Task to complete
In the records below, find the line containing "filename crates/lks-sync/src/extensions/dice.rs" and the line containing "dice.regularity = p.regularity;"; please repeat exactly the lines from one to the other, both included, and nothing more.

Material for this task
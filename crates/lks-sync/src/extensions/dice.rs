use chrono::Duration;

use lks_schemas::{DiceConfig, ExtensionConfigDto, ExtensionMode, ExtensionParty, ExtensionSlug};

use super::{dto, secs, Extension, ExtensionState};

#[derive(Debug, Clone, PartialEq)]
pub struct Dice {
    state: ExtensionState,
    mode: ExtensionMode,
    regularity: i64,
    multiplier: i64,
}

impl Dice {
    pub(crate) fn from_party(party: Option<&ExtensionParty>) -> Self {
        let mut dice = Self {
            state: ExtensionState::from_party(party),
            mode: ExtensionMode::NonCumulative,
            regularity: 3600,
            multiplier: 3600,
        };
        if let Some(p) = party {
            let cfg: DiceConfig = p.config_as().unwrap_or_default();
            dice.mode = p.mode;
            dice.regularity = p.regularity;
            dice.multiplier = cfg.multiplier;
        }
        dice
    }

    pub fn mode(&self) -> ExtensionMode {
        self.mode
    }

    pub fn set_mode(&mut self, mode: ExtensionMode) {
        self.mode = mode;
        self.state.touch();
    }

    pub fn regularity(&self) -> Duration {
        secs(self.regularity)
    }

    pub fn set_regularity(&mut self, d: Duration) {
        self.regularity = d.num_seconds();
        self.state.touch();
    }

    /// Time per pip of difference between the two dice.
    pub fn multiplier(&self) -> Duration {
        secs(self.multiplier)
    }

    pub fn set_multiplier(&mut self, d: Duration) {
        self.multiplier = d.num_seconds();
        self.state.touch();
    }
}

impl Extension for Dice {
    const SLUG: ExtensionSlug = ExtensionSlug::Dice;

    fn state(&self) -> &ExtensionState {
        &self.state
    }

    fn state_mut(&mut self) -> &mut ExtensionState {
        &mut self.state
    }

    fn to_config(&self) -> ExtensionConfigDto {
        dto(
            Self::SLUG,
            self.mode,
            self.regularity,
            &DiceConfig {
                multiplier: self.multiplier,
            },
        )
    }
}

---

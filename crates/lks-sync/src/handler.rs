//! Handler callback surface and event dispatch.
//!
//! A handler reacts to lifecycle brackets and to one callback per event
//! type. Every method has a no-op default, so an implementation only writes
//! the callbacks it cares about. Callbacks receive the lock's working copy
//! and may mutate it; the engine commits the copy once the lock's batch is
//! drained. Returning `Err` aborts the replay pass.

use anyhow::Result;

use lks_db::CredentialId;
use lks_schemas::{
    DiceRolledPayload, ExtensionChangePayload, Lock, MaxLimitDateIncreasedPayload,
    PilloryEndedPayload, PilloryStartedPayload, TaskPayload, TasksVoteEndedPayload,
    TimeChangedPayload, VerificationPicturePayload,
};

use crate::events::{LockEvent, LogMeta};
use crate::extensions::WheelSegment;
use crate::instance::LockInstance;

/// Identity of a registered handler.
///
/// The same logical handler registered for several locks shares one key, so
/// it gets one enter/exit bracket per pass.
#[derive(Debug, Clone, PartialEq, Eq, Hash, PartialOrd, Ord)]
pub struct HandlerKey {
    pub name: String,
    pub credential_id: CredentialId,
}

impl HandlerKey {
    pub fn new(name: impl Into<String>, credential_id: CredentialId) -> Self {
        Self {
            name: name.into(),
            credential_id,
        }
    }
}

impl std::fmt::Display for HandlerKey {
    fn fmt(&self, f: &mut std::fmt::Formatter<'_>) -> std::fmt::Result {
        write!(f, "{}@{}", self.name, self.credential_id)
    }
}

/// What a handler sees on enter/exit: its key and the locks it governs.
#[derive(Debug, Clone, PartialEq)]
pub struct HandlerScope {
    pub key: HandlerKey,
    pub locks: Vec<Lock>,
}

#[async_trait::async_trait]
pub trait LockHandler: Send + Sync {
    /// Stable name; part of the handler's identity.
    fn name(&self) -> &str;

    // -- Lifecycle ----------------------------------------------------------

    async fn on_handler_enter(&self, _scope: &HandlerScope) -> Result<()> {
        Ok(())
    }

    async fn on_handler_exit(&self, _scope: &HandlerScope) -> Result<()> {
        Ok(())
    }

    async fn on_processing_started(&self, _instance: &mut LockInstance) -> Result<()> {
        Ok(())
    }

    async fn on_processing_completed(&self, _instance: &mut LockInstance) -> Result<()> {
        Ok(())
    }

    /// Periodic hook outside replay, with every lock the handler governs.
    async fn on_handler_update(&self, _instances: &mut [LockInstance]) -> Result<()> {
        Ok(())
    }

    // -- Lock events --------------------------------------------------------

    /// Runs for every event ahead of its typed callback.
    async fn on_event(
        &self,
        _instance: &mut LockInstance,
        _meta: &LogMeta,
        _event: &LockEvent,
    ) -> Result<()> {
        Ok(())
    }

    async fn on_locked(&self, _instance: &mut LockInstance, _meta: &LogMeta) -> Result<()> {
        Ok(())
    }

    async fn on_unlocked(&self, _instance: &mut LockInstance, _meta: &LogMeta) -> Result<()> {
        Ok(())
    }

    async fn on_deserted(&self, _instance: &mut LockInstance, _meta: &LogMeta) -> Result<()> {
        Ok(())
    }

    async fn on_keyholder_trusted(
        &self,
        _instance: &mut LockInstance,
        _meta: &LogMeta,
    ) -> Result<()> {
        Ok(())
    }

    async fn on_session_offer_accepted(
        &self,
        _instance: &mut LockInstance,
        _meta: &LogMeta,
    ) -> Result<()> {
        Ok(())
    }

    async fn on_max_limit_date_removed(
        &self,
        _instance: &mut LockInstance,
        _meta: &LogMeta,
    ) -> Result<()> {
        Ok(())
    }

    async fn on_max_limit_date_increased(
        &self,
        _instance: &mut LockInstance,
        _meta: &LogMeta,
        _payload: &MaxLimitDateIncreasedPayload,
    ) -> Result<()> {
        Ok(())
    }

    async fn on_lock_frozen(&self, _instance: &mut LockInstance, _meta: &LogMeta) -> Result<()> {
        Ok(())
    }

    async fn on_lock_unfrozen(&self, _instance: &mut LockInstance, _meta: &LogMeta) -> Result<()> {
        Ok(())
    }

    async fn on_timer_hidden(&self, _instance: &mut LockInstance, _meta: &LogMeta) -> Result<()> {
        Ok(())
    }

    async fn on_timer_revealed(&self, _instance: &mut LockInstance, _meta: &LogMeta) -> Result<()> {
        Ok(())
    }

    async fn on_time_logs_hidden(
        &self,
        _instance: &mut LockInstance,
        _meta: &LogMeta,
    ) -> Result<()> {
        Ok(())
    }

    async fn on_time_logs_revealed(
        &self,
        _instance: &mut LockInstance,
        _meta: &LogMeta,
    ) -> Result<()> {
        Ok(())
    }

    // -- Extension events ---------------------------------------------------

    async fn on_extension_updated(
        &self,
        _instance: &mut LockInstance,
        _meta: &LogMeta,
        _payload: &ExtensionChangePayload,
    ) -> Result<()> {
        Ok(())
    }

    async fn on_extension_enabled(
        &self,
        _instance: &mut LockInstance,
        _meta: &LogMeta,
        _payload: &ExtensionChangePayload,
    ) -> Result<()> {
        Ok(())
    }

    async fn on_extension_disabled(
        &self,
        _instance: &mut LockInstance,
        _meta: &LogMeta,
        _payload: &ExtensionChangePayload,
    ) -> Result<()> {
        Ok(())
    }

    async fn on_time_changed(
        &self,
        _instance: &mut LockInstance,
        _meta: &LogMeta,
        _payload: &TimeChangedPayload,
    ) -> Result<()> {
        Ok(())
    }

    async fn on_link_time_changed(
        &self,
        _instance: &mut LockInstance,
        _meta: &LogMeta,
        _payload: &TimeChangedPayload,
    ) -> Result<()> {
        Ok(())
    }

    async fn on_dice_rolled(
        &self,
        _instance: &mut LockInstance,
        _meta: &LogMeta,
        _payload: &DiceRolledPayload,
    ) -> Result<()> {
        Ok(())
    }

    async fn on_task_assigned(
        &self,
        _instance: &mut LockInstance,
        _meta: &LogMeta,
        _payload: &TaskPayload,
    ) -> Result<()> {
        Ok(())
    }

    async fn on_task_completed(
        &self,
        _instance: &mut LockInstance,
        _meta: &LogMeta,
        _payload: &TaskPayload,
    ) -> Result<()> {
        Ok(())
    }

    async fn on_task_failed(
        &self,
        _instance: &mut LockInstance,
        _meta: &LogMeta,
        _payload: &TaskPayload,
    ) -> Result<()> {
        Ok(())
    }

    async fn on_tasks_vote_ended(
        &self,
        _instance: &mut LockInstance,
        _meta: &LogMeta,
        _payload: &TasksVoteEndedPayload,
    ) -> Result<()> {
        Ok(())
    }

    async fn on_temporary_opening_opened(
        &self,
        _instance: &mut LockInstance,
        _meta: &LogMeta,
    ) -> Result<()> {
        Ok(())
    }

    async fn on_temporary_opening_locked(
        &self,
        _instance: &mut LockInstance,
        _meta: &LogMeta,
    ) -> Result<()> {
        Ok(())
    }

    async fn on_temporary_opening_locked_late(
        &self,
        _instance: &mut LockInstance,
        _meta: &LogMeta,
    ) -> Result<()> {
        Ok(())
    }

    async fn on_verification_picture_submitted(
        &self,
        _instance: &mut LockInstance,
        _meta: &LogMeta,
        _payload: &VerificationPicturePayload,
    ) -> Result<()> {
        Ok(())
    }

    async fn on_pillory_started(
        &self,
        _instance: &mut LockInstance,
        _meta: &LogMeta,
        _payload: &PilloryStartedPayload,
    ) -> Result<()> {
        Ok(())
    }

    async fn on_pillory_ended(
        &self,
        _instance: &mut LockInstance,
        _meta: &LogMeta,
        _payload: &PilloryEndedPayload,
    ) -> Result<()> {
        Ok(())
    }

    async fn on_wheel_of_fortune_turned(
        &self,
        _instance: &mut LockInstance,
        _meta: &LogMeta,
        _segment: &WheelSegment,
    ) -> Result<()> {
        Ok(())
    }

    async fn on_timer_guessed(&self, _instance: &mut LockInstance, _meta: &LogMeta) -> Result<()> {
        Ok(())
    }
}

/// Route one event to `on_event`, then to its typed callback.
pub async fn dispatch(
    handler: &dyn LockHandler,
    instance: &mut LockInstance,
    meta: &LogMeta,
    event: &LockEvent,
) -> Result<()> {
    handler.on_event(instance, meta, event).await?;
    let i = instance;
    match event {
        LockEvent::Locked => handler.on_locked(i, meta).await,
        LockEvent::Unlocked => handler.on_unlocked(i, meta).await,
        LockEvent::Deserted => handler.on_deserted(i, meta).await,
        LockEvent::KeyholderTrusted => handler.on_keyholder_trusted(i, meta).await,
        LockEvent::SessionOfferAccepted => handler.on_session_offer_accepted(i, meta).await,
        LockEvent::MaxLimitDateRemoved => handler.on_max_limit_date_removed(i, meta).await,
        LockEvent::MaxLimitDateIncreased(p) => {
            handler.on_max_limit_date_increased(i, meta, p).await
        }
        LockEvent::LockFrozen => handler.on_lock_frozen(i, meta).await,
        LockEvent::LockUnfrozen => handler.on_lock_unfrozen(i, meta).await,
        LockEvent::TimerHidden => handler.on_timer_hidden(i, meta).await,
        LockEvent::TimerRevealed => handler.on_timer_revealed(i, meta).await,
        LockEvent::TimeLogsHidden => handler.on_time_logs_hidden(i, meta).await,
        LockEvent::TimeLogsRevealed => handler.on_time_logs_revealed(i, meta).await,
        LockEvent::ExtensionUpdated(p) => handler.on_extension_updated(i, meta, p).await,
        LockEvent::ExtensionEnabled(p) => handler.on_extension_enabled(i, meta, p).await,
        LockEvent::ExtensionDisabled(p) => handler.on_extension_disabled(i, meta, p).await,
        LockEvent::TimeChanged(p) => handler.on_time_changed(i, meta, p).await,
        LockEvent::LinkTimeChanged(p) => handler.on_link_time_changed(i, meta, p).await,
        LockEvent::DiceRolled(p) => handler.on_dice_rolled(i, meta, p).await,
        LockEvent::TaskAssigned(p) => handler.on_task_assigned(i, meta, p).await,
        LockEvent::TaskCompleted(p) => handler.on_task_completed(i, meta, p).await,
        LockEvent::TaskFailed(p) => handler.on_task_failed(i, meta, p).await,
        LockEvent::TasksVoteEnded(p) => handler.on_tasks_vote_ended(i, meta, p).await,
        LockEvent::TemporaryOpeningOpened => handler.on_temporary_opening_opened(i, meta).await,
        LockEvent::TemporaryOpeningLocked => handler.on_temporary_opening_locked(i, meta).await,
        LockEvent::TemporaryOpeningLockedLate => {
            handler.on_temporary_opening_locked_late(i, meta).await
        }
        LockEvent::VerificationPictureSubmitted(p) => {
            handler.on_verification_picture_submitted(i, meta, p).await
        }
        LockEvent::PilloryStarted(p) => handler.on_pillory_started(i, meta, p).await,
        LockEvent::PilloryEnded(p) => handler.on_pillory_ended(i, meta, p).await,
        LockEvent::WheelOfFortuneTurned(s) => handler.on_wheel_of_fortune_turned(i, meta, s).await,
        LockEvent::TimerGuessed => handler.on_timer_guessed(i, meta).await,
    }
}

Response area
filename crates/lks-sync/src/extensions/dice.rs
use chrono::Duration;

use lks_schemas::{DiceConfig, ExtensionConfigDto, ExtensionMode, ExtensionParty, ExtensionSlug};

use super::{dto, secs, Extension, ExtensionState};

#[derive(Debug, Clone, PartialEq)]
pub struct Dice {
    state: ExtensionState,
    mode: ExtensionMode,
    regularity: i64,
    multiplier: i64,
}

impl Dice {
    pub(crate) fn from_party(party: Option<&ExtensionParty>) -> Self {
        let mut dice = Self {
            state: ExtensionState::from_party(party),
            mode: ExtensionMode::NonCumulative,
            regularity: 3600,
            multiplier: 3600,
        };
        if let Some(p) = party {
            let cfg: DiceConfig = p.config_as().unwrap_or_default();
            dice.mode = p.mode;
            dice.regularity = p.regularity;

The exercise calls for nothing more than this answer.